Recently, in the framework of an improvement in the business environment in Uruguay, aiming to attract investments and facilitate the start-up of projects, a new more flexible legal vehicle was regulated than the existing ones: the Simplified Shares Companies (“SSC”) ).

These provisions complement and reinforce the recent changes that make the criteria for obtaining fiscal residence in Uruguay more flexible.

Here we share some of its operational advantages:

  • Simplification of the start of operations. The SSC have an agile and simplified constitution system, which allows the economic activities in or from Uruguay to start quickly. It is possible to start the constitution process, even in the days of COVID-19, since it is foreseen the possibility to sign the constitutive documentation abroad and send it certified and legalized. We recall that this corporate vehicle respects the principle of the source of the Uruguayan tax system, therefore, it will be able to structure itself efficiently not only local activities but also international operations. Typical examples: intermediation or trading; development of software or technological applications; service center; family wealth management, ownership of real estate and other financial assets, among others.
  • Option of tax regime with the advantages of the limited company.

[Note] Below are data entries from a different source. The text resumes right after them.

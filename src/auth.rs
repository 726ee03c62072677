//! Auth-domain principals, credential records, and redacted secrets.

pub mod credential;
pub mod principal;
pub mod secret;

pub use credential::*;
pub use principal::*;
pub use secret::*;
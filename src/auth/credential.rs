//! Credential records, lifecycle helpers, and builders.

// crates.io
use base64::{Engine as _, engine::general_purpose::URL_SAFE_NO_PAD};
// self
use crate::{_prelude::*, auth::TokenSecret};

/// Current lifecycle status for a credential.
#[derive(Clone, Copy, Debug, PartialEq, Eq, Serialize, Deserialize)]
pub enum CredentialStatus {
	/// Credential is not yet valid because the issued-at instant is in the future.
	Pending,
	/// Credential is currently valid.
	Active,
	/// Credential exceeded its expiry instant.
	Expired,
}

/// Errors produced by [`CredentialBuilder`].
#[derive(Clone, Debug, PartialEq, Eq, Serialize, Deserialize, ThisError)]
pub enum CredentialBuilderError {
	/// Issued when no access token value was provided.
	#[error("Access token is required.")]
	MissingAccessToken,
	/// Issued when a token cannot travel inside an `Authorization` header.
	#[error("The {which} token contains characters that are not allowed in a header.")]
	InvalidToken {
		/// Which token failed validation.
		which: &'static str,
	},
	/// Issued when no expiry could be determined.
	#[error("Expiry requires expires_at, expires_in, a JWT exp claim, or a default lifetime.")]
	MissingExpiry,
	/// Issued when the computed expiry falls outside the representable date range.
	#[error("Expiry lies outside the supported date range.")]
	ExpiryOutOfRange,
}

/// Access/refresh token pair owned by one principal.
#[derive(Serialize, Deserialize, Clone, PartialEq, Eq)]
pub struct Credential {
	/// Access token secret; callers must avoid logging it.
	pub access_token: TokenSecret,
	/// Refresh token secret, if the backend issued one.
	pub refresh_token: Option<TokenSecret>,
	/// Issued-at instant.
	pub issued_at: OffsetDateTime,
	/// Expiry instant of the access token.
	pub expires_at: OffsetDateTime,
}
impl Credential {
	/// Returns a builder for constructing credentials.
	pub fn builder() -> CredentialBuilder {
		CredentialBuilder::default()
	}

	/// Computes the lifecycle status at a given instant.
	pub fn status_at(&self, instant: OffsetDateTime) -> CredentialStatus {
		if instant < self.issued_at {
			return CredentialStatus::Pending;
		}
		if instant >= self.expires_at {
			return CredentialStatus::Expired;
		}

		CredentialStatus::Active
	}

	/// Convenience helper that checks the status using the current UTC instant.
	pub fn status(&self) -> CredentialStatus {
		self.status_at(OffsetDateTime::now_utc())
	}

	/// Returns `true` if the credential has expired at the provided instant.
	pub fn is_expired_at(&self, instant: OffsetDateTime) -> bool {
		matches!(self.status_at(instant), CredentialStatus::Expired)
	}

	/// Returns `true` if the credential is expired or expires within `skew` of `instant`.
	pub fn needs_refresh_at(&self, instant: OffsetDateTime, skew: Duration) -> bool {
		let skew = if skew.is_negative() { Duration::ZERO } else { skew };

		self.expires_at - instant <= skew
	}

	/// Returns `true` if a refresh token is available.
	pub fn can_refresh(&self) -> bool {
		self.refresh_token.is_some()
	}
}
impl Debug for Credential {
	fn fmt(&self, f: &mut Formatter) -> FmtResult {
		f.debug_struct("Credential")
			.field("access_token", &"<redacted>")
			.field("refresh_token", &self.refresh_token.as_ref().map(|_| "<redacted>"))
			.field("issued_at", &self.issued_at)
			.field("expires_at", &self.expires_at)
			.finish()
	}
}

/// Builder for [`Credential`].
#[derive(Clone, Debug, Default)]
pub struct CredentialBuilder {
	access_token: Option<TokenSecret>,
	refresh_token: Option<TokenSecret>,
	issued_at: Option<OffsetDateTime>,
	expires_at: Option<OffsetDateTime>,
	expires_in: Option<Duration>,
	default_lifetime: Option<Duration>,
}
impl CredentialBuilder {
	/// Sets the issued-at instant.
	pub fn issued_at(mut self, instant: OffsetDateTime) -> Self {
		self.issued_at = Some(instant);

		self
	}

	/// Convenience helper that stamps `issued_at` with the current clock.
	pub fn issued_now(self) -> Self {
		self.issued_at(OffsetDateTime::now_utc())
	}

	/// Sets an absolute expiry instant.
	pub fn expires_at(mut self, instant: OffsetDateTime) -> Self {
		self.expires_at = Some(instant);

		self
	}

	/// Sets a relative expiry duration from the issued instant.
	pub fn expires_in(mut self, duration: Duration) -> Self {
		self.expires_in = Some(duration);

		self
	}

	/// Lifetime applied when neither an explicit expiry nor a JWT `exp` claim is available.
	pub fn default_lifetime(mut self, duration: Duration) -> Self {
		self.default_lifetime = Some(duration);

		self
	}

	/// Provides the access token value.
	pub fn access_token(mut self, token: impl Into<String>) -> Self {
		self.access_token = Some(TokenSecret::new(token));

		self
	}

	/// Provides the refresh token value.
	pub fn refresh_token(mut self, token: impl Into<String>) -> Self {
		self.refresh_token = Some(TokenSecret::new(token));

		self
	}

	/// Provides an optional refresh token value.
	pub fn maybe_refresh_token(mut self, token: Option<TokenSecret>) -> Self {
		self.refresh_token = token;

		self
	}

	/// Consumes the builder and produces a [`Credential`].
	///
	/// Expiry resolution order: `expires_at`, then `issued_at + expires_in`, then the access
	/// token's JWT `exp` claim, then `issued_at + default_lifetime`.
	pub fn build(self) -> Result<Credential, CredentialBuilderError> {
		let access_token = self.access_token.ok_or(CredentialBuilderError::MissingAccessToken)?;

		validate_header_token("access", access_token.expose())?;

		if let Some(refresh) = self.refresh_token.as_ref() {
			validate_header_token("refresh", refresh.expose())?;
		}

		let issued_at = self.issued_at.unwrap_or_else(OffsetDateTime::now_utc);
		let expires_at = match (self.expires_at, self.expires_in) {
			(Some(instant), _) => instant,
			(None, Some(delta)) => offset(issued_at, delta)?,
			(None, None) => match (jwt_expiry(access_token.expose()), self.default_lifetime) {
				(Some(instant), _) => instant,
				(None, Some(lifetime)) => offset(issued_at, lifetime)?,
				(None, None) => return Err(CredentialBuilderError::MissingExpiry),
			},
		};

		Ok(Credential { access_token, refresh_token: self.refresh_token, issued_at, expires_at })
	}
}

#[derive(Deserialize)]
struct JwtClaims {
	exp: Option<i64>,
}

/// Decodes the `exp` claim of a JWT without verifying its signature.
///
/// Signature checks belong to the backend; the client only needs a hint for when to
/// refresh proactively.
pub fn jwt_expiry(token: &str) -> Option<OffsetDateTime> {
	let mut segments = token.split('.');
	let (_header, payload, _signature) = (segments.next()?, segments.next()?, segments.next()?);

	if segments.next().is_some() {
		return None;
	}

	let bytes = URL_SAFE_NO_PAD.decode(payload.trim_end_matches('=')).ok()?;
	let claims: JwtClaims = serde_json::from_slice(&bytes).ok()?;

	OffsetDateTime::from_unix_timestamp(claims.exp?).ok()
}

fn offset(
	issued_at: OffsetDateTime,
	delta: Duration,
) -> Result<OffsetDateTime, CredentialBuilderError> {
	issued_at.checked_add(delta).ok_or(CredentialBuilderError::ExpiryOutOfRange)
}

fn validate_header_token(which: &'static str, token: &str) -> Result<(), CredentialBuilderError> {
	if token.is_empty() {
		return Err(if which == "access" {
			CredentialBuilderError::MissingAccessToken
		} else {
			CredentialBuilderError::InvalidToken { which }
		});
	}
	if token.bytes().any(|b| !b.is_ascii_graphic()) {
		return Err(CredentialBuilderError::InvalidToken { which });
	}

	Ok(())
}
//! Storage contracts and built-in store implementations for principal credentials.

pub mod file;
pub mod memory;

pub use file::FileStore;
pub use memory::MemoryStore;

// self
use crate::{
	_prelude::*,
	auth::{Credential, Principal},
};

/// Boxed future returned by [`TokenStore`] operations.
pub type StoreFuture<'a, T> = Pin<Box<dyn Future<Output = Result<T, StoreError>> + 'a + Send>>;

/// Persistence contract for the credentials a client presents.
///
/// Exactly one credential is kept per [`Principal`]. Implementations must treat a malformed
/// persisted value as absent instead of failing the read, so a corrupted entry degrades to
/// a signed-out state.
pub trait TokenStore
where
	Self: Send + Sync,
{
	/// Fetches the credential stored for `principal`, if any.
	fn fetch(&self, principal: Principal) -> StoreFuture<'_, Option<Credential>>;

	/// Persists or replaces the credential for `principal`.
	fn save(&self, principal: Principal, credential: Credential) -> StoreFuture<'_, ()>;

	/// Removes the credential for `principal`, returning what was stored.
	fn clear(&self, principal: Principal) -> StoreFuture<'_, Option<Credential>>;
}

/// Error type produced by [`TokenStore`] implementations.
#[derive(Clone, Debug, PartialEq, Eq, Serialize, Deserialize, ThisError)]
pub enum StoreError {
	/// Serialization failures surfaced by the backend while writing.
	#[error("Serialization error: {message}.")]
	Serialization {
		/// Human-readable error payload.
		message: String,
	},
	/// Backend-level failure for the storage engine.
	#[error("Backend failure: {message}.")]
	Backend {
		/// Human-readable error payload.
		message: String,
	},
}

It is possible to opt for a simplified taxation regime or fiction, as personal companies (SRL) have, but with the advantages of public limited companies. That is, being able to count, for example, with a single shareholder, who can be national or foreign, and not necessarily resident in Uruguay.
  • Possibility of obtaining venture capital financing: SSC allows it to be financed by issuing shares (new partners). Remember that personal societies could only be financed in two ways: by contributions from the owner or by loans. With the ability of SSC to issue shares with different voting rights, prohibition on sale, among other faculties, it allows the seller to form a tailored partnership for the incorporation of new partners according to their objectives.
  • Succession Planning: with SSC, by means of a statute tailored to the succession objective sought, the shareholder will be able to organize in future the future functioning of his business after his retirement or death. This is possible with the engineering that allows SSC in their different types of actions.
  • Tax exemption: Until December 31, 2020, the conversion of sole proprietorship companies into SSC, among others VAT, IRAE, and in particular the ITP (Tax on Equity Transmissions) for those sole proprietors who own properties, are exempt from taxes. In case of transformation of SRL into SSC, there is no sale of shares or transfer of assets, which, in principle, would not have a tax impact on the operation.